The spleen plays a vital role in the host's protection against invading microorganisms. In spite of its fundamental participation and that of fever in the host defenses against infections, the role of the spleen in the febrile response has not yet been systematically investigated. We reported previously that splenectomy significantly increases both the febrile response to lipopolysaccharide (LPS) and the uptake of LPS by Kupffer cells (KC). In support, we also have shown that the ligation of the splenic vein of conscious guinea pigs challenged with LPS intraperitoneally (ip), augmented also both the febrile response and the uptake of LPS by KC until new collateral veins developed.
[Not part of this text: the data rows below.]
use serde::{Deserialize, Serialize};

use crate::error::ValidationError;
use crate::model::ActionSequence;

/// A persisted recording or hand-written script.
#[derive(Debug, Clone, PartialEq, Serialize, Deserialize)]
pub struct Script {
    pub name: String,

    /// How many times the sequence runs (ignored when `loop_forever` is set).
    #[serde(default = "default_repeat")]
    pub repeat_count: u32,

    /// Repeat until cancelled or timed out.
    #[serde(default)]
    pub loop_forever: bool,

    pub actions: ActionSequence,
}

fn default_repeat() -> u32 {
    1
}

impl Script {
    pub fn new(name: impl Into<String>, actions: ActionSequence) -> Self {
        Self {
            name: name.into(),
            repeat_count: 1,
            loop_forever: false,
            actions,
        }
    }

    pub fn validate(&self, max_depth: usize) -> Result<(), ValidationError> {
        if self.name.trim().is_empty() {
            return Err(ValidationError::BlankName("script name"));
        }
        if self.repeat_count == 0 {
            return Err(ValidationError::InvalidLoopCount(0));
        }
        self.actions.validate(max_depth)
    }
}

#[cfg(test)]
mod tests {
    use super::*;
    use crate::model::{ActionKind, Condition, GameAction, Key, MouseButton, Rect};

    #[test]
    fn json_round_trip_is_lossless() {
        let body = ActionSequence::new(vec![
            GameAction::mouse_down(MouseButton::Left, 5, 6, 10),
            GameAction::mouse_up(MouseButton::Left, 5, 6, 40),
        ]);
        let actions = ActionSequence::new(vec![
            GameAction::key_down(Key::Char('a'), 0).with_label("open"),
            GameAction::key_up(Key::Char('a'), 50),
            GameAction::new(
                ActionKind::FindImage {
                    template: "ok".into(),
                    region: Some(Rect::new(0, 0, 640, 480)),
                    timeout_ms: Some(2_000),
                    click: Some(MouseButton::Left),
                    store_as: Some("ok".into()),
                    required: false,
                },
                100,
            ),
            GameAction::new(
                ActionKind::Loop {
                    body,
                    count: 3,
                    until: Some(Condition::VariableEquals {
                        name: "ok.found".into(),
                        value: "true".into(),
                    }),
                },
                0,
            )
            .with_guard(
                Condition::ImageVisible {
                    template: "ok".into(),
                    region: None,
                }
                .not(),
            ),
        ]);
        let mut script = Script::new("demo", actions);
        script.repeat_count = 2;

        let json = serde_json::to_string_pretty(&script).unwrap();
        let back: Script = serde_json::from_str(&json).unwrap();
        assert_eq!(back, script);
    }

    #[test]
    fn defaults_apply_to_minimal_documents() {
        let json = r#"{
            "name": "minimal",
            "actions": [
                { "kind": { "type": "key_down", "key": "return" } },
                { "kind": { "type": "delay" }, "delay_ms": 250 }
            ]
        }"#;
        let script: Script = serde_json::from_str(json).unwrap();
        assert_eq!(script.repeat_count, 1);
        assert!(!script.loop_forever);
        assert_eq!(script.actions.len(), 2);
        assert_eq!(script.actions.total_duration().as_millis(), 250);
        assert!(script.validate(8).is_ok());
    }

    #[test]
    fn zero_repeat_is_rejected() {
        let mut script = Script::new("x", ActionSequence::default());
        script.repeat_count = 0;
        assert!(script.validate(8).is_err());
    }
}
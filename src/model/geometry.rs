use schemars::JsonSchema;
use serde::{Deserialize, Serialize};

/// A point in logical screen coordinates.
#[derive(Debug, Copy, Clone, Default, Serialize, Deserialize, JsonSchema, PartialEq, Eq, Hash)]
pub struct Point {
    pub x: i32,
    pub y: i32,
}

impl Point {
    pub const fn new(x: i32, y: i32) -> Self {
        Self { x, y }
    }
}

/// A rectangle region on screen. A zero width or height makes it empty.
#[derive(Debug, Copy, Clone, Default, Serialize, Deserialize, JsonSchema, PartialEq, Eq, Hash)]
pub struct Rect {
    pub x: i32,
    pub y: i32,
    pub width: i32,
    pub height: i32,
}

impl Rect {
    pub const fn new(x: i32, y: i32, width: i32, height: i32) -> Self {
        Self {
            x,
            y,
            width,
            height,
        }
    }

    pub const fn is_empty(&self) -> bool {
        self.width <= 0 || self.height <= 0
    }

    /// Non-empty and with right and bottom edges representable in `i32`.
    pub const fn is_valid_region(&self) -> bool {
        !self.is_empty() && self.x.checked_add(self.width).is_some() && self.y.checked_add(self.height).is_some()
    }

    pub const fn right(&self) -> i32 {
        self.x.saturating_add(self.width)
    }

    pub const fn bottom(&self) -> i32 {
        self.y.saturating_add(self.height)
    }

    pub const fn center(&self) -> Point {
        Point::new(
            self.x.saturating_add(self.width / 2),
            self.y.saturating_add(self.height / 2),
        )
    }

    pub const fn contains(&self, p: Point) -> bool {
        p.x >= self.x && p.x < self.right() && p.y >= self.y && p.y < self.bottom()
    }

    /// Overlapping area of two rectangles, or `None` when they are disjoint.
    pub fn intersect(&self, other: &Rect) -> Option<Rect> {
        let x = self.x.max(other.x);
        let y = self.y.max(other.y);
        let right = self.right().min(other.right());
        let bottom = self.bottom().min(other.bottom());
        let r = Rect::new(x, y, right.saturating_sub(x), bottom.saturating_sub(y));
        (!r.is_empty()).then_some(r)
    }

    pub fn overlaps(&self, other: &Rect) -> bool {
        self.intersect(other).is_some()
    }
}
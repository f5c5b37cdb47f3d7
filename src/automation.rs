//! Entry points for a UI or CLI: capture lifecycle, execution control and
//! permission probes, wired from a [`Config`].

use std::sync::{Arc, Mutex, PoisonError};
use std::time::Duration;

use tracing::info;

use crate::capture::{HookEventSource, InputEventSource, Recorder};
use crate::config::Config;
use crate::error::{InputError, PermissionStatus};
use crate::executor::{ExecutionContext, ExecutionEngine, ExecutionOptions, ExecutionResult, ExecutionStatus};
use crate::model::{ActionSequence, Script, TemplateLibrary};
use crate::replay::{EnigoReplayer, InputReplayer};
use crate::vision::{RecognitionEngine, ScreenCapture, ScreenSampler, TemplateMatcher};

pub struct Automation {
    config: Config,
    recorder: Mutex<Recorder>,
    engine: ExecutionEngine,
    templates: Arc<TemplateLibrary>,
}

impl Automation {
    /// Assemble from explicit backends.
    pub fn new(
        config: Config,
        source: Box<dyn InputEventSource>,
        replayer: Arc<dyn InputReplayer>,
        sampler: Arc<dyn ScreenSampler>,
    ) -> Self {
        let recognition = RecognitionEngine::new(
            sampler,
            TemplateMatcher::new(config.recognition.max_matches),
            Duration::from_millis(config.recognition.poll_interval_ms),
        );
        Self {
            recorder: Mutex::new(Recorder::new(source, config.capture.clone())),
            engine: ExecutionEngine::new(replayer, recognition),
            templates: Arc::new(TemplateLibrary::new()),
            config,
        }
    }

    /// Platform backends: rdev hook, Enigo injection and xcap capture.
    pub fn from_config(config: Config) -> Result<Self, InputError> {
        let source = HookEventSource::new(config.capture.queue_capacity);
        let replayer = EnigoReplayer::new(config.playback.dry_run)?;
        info!(
            target: "autoreplay",
            dry_run = config.playback.dry_run,
            "Using platform input and capture backends"
        );
        Ok(Self::new(
            config,
            Box::new(source),
            Arc::new(replayer),
            Arc::new(ScreenCapture::new()),
        ))
    }

    #[must_use]
    pub fn with_templates(mut self, templates: TemplateLibrary) -> Self {
        self.templates = Arc::new(templates);
        self
    }

    pub fn config(&self) -> &Config {
        &self.config
    }

    pub fn engine(&self) -> &ExecutionEngine {
        &self.engine
    }

    pub fn templates(&self) -> &TemplateLibrary {
        &self.templates
    }

    pub fn start_capture(&self) -> Result<(), InputError> {
        self.recorder
            .lock()
            .unwrap_or_else(PoisonError::into_inner)
            .start()
    }

    pub fn stop_capture(&self) -> Result<ActionSequence, InputError> {
        self.recorder
            .lock()
            .unwrap_or_else(PoisonError::into_inner)
            .stop()
    }

    pub fn is_capturing(&self) -> bool {
        self.recorder
            .lock()
            .unwrap_or_else(PoisonError::into_inner)
            .is_recording()
    }

    /// Fresh context carrying the configured playback options, parameters and templates.
    pub fn new_context(&self) -> ExecutionContext {
        ExecutionContext::new(ExecutionOptions::from_config(&self.config.playback))
            .with_parameters(self.config.parameters.clone())
            .with_templates(Arc::clone(&self.templates))
    }

    pub async fn execute(&self, sequence: &ActionSequence, ctx: &mut ExecutionContext) -> ExecutionResult {
        self.engine.execute(sequence, ctx).await
    }

    pub async fn execute_script(&self, script: &Script, ctx: &mut ExecutionContext) -> ExecutionResult {
        self.engine.execute_script(script, ctx).await
    }

    pub fn pause(&self) -> bool {
        self.engine.pause()
    }

    pub fn resume(&self) -> bool {
        self.engine.resume()
    }

    pub fn cancel(&self) -> bool {
        self.engine.cancel()
    }

    pub fn status(&self) -> ExecutionStatus {
        self.engine.status()
    }

    pub fn check_input_permission(&self) -> PermissionStatus {
        self.engine.replayer().check_permission()
    }

    pub fn check_screen_capture_permission(&self) -> PermissionStatus {
        self.engine.recognition().check_permission()
    }
}

#[cfg(test)]
mod tests {
    use super::*;
    use crate::capture::{CaptureStats, EventFilter, EventHandler, InputEvent, InputEventKind};
    use crate::model::Key;
    use crate::replay::{InputAction, MemoryReplayer};
    use crate::vision::StaticSampler;
    use image::{Rgba, RgbaImage};
    use std::time::Instant;

    /// Emits one key tap as soon as it starts.
    #[derive(Default)]
    struct TapSource {
        active: bool,
    }

    impl InputEventSource for TapSource {
        fn name(&self) -> &'static str {
            "tap"
        }

        fn start(&mut self, filter: EventFilter, mut handler: EventHandler) -> Result<(), InputError> {
            self.active = true;
            let now = Instant::now();
            for kind in [
                InputEventKind::KeyPress { key: Key::Char('k') },
                InputEventKind::KeyRelease { key: Key::Char('k') },
            ] {
                if filter.allows(&kind) {
                    handler(InputEvent::new(kind, now));
                }
            }
            Ok(())
        }

        fn stop(&mut self) -> Result<CaptureStats, InputError> {
            self.active = false;
            Ok(CaptureStats::default())
        }

        fn is_active(&self) -> bool {
            self.active
        }
    }

    fn automation(config: Config, replayer: Arc<MemoryReplayer>) -> Automation {
        Automation::new(
            config,
            Box::new(TapSource::default()),
            replayer,
            Arc::new(StaticSampler::from_image(RgbaImage::from_pixel(16, 16, Rgba([0, 0, 0, 255])))),
        )
    }

    #[tokio::test]
    async fn capture_then_execute() {
        let replayer = Arc::new(MemoryReplayer::new());
        let automation = automation(Config::default(), replayer.clone());

        automation.start_capture().unwrap();
        assert!(automation.is_capturing());
        let sequence = automation.stop_capture().unwrap();
        assert_eq!(sequence.len(), 2);

        let mut ctx = automation.new_context();
        let result = automation.execute(&sequence, &mut ctx).await;
        assert!(result.is_success());
        assert_eq!(
            replayer.actions(),
            vec![
                InputAction::KeyDown { key: Key::Char('k') },
                InputAction::KeyUp { key: Key::Char('k') },
            ]
        );
        assert_eq!(automation.status(), ExecutionStatus::Completed);
    }

    #[test]
    fn context_reflects_config() {
        let mut config = Config::default();
        config.playback.continue_on_error = true;
        config.playback.speed = 3.0;
        config.parameters.insert("who".into(), serde_json::json!("me"));
        config.capture.ignored_keys = vec![Key::Char('k')];
        let automation = automation(config, Arc::new(MemoryReplayer::new()));

        let ctx = automation.new_context();
        assert!(ctx.options.continue_on_error);
        assert_eq!(ctx.options.speed, 3.0);
        assert_eq!(ctx.parameters.get("who"), Some(&serde_json::json!("me")));

        automation.start_capture().unwrap();
        assert!(automation.stop_capture().unwrap().is_empty(), "ignored key is not recorded");
        assert!(automation.check_input_permission().is_granted());
        assert!(automation.check_screen_capture_permission().is_granted());
        assert!(!automation.pause(), "nothing running");
    }
}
This suggests that the spleen may normally contribute a factor that limits the KC uptake of LPS and thus modulates the febrile response. To verify the presence of a putative splenic antipyretic factor, we injected extract of spleens from guinea pigs pretreated with LPS and ultrafiltrated it, then injected it intravenously (iv) into splenectomized guinea pigs pre-treated with LPS ip. The results confirmed our presumption, viz., the splenic extract from LPS-treated guinea pigs inhibited the exaggerated febrile response observed in the splenectomized guinea pigs, supporting the presence of a putative antipyretic factor. The identity of the splenic factor(s) that may thus be released into the splenic vein, however, is (are) still uncertain, but the fact that the active principle passes through a microporous filter having a nominal molecular weight cutoff of 10,000 Da suggests that this factor could be a prostaglandin or a small peptide. Such factors have been described, e.g., PGD2, PGE2, PGF1α, thromboxane B2, atrial natriuretic peptide and β-endorphins. The identification of this putative splenic antihyperpyretic factor will be crucial for a better understanding of how the febrile response is controlled by the spleen to protect health by mitigating the potentially injurious effects of high fevers of the distressed host during infectious states. The aim of the present review is to focus on the new findings regarding the role that the spleen plays during the febrile response.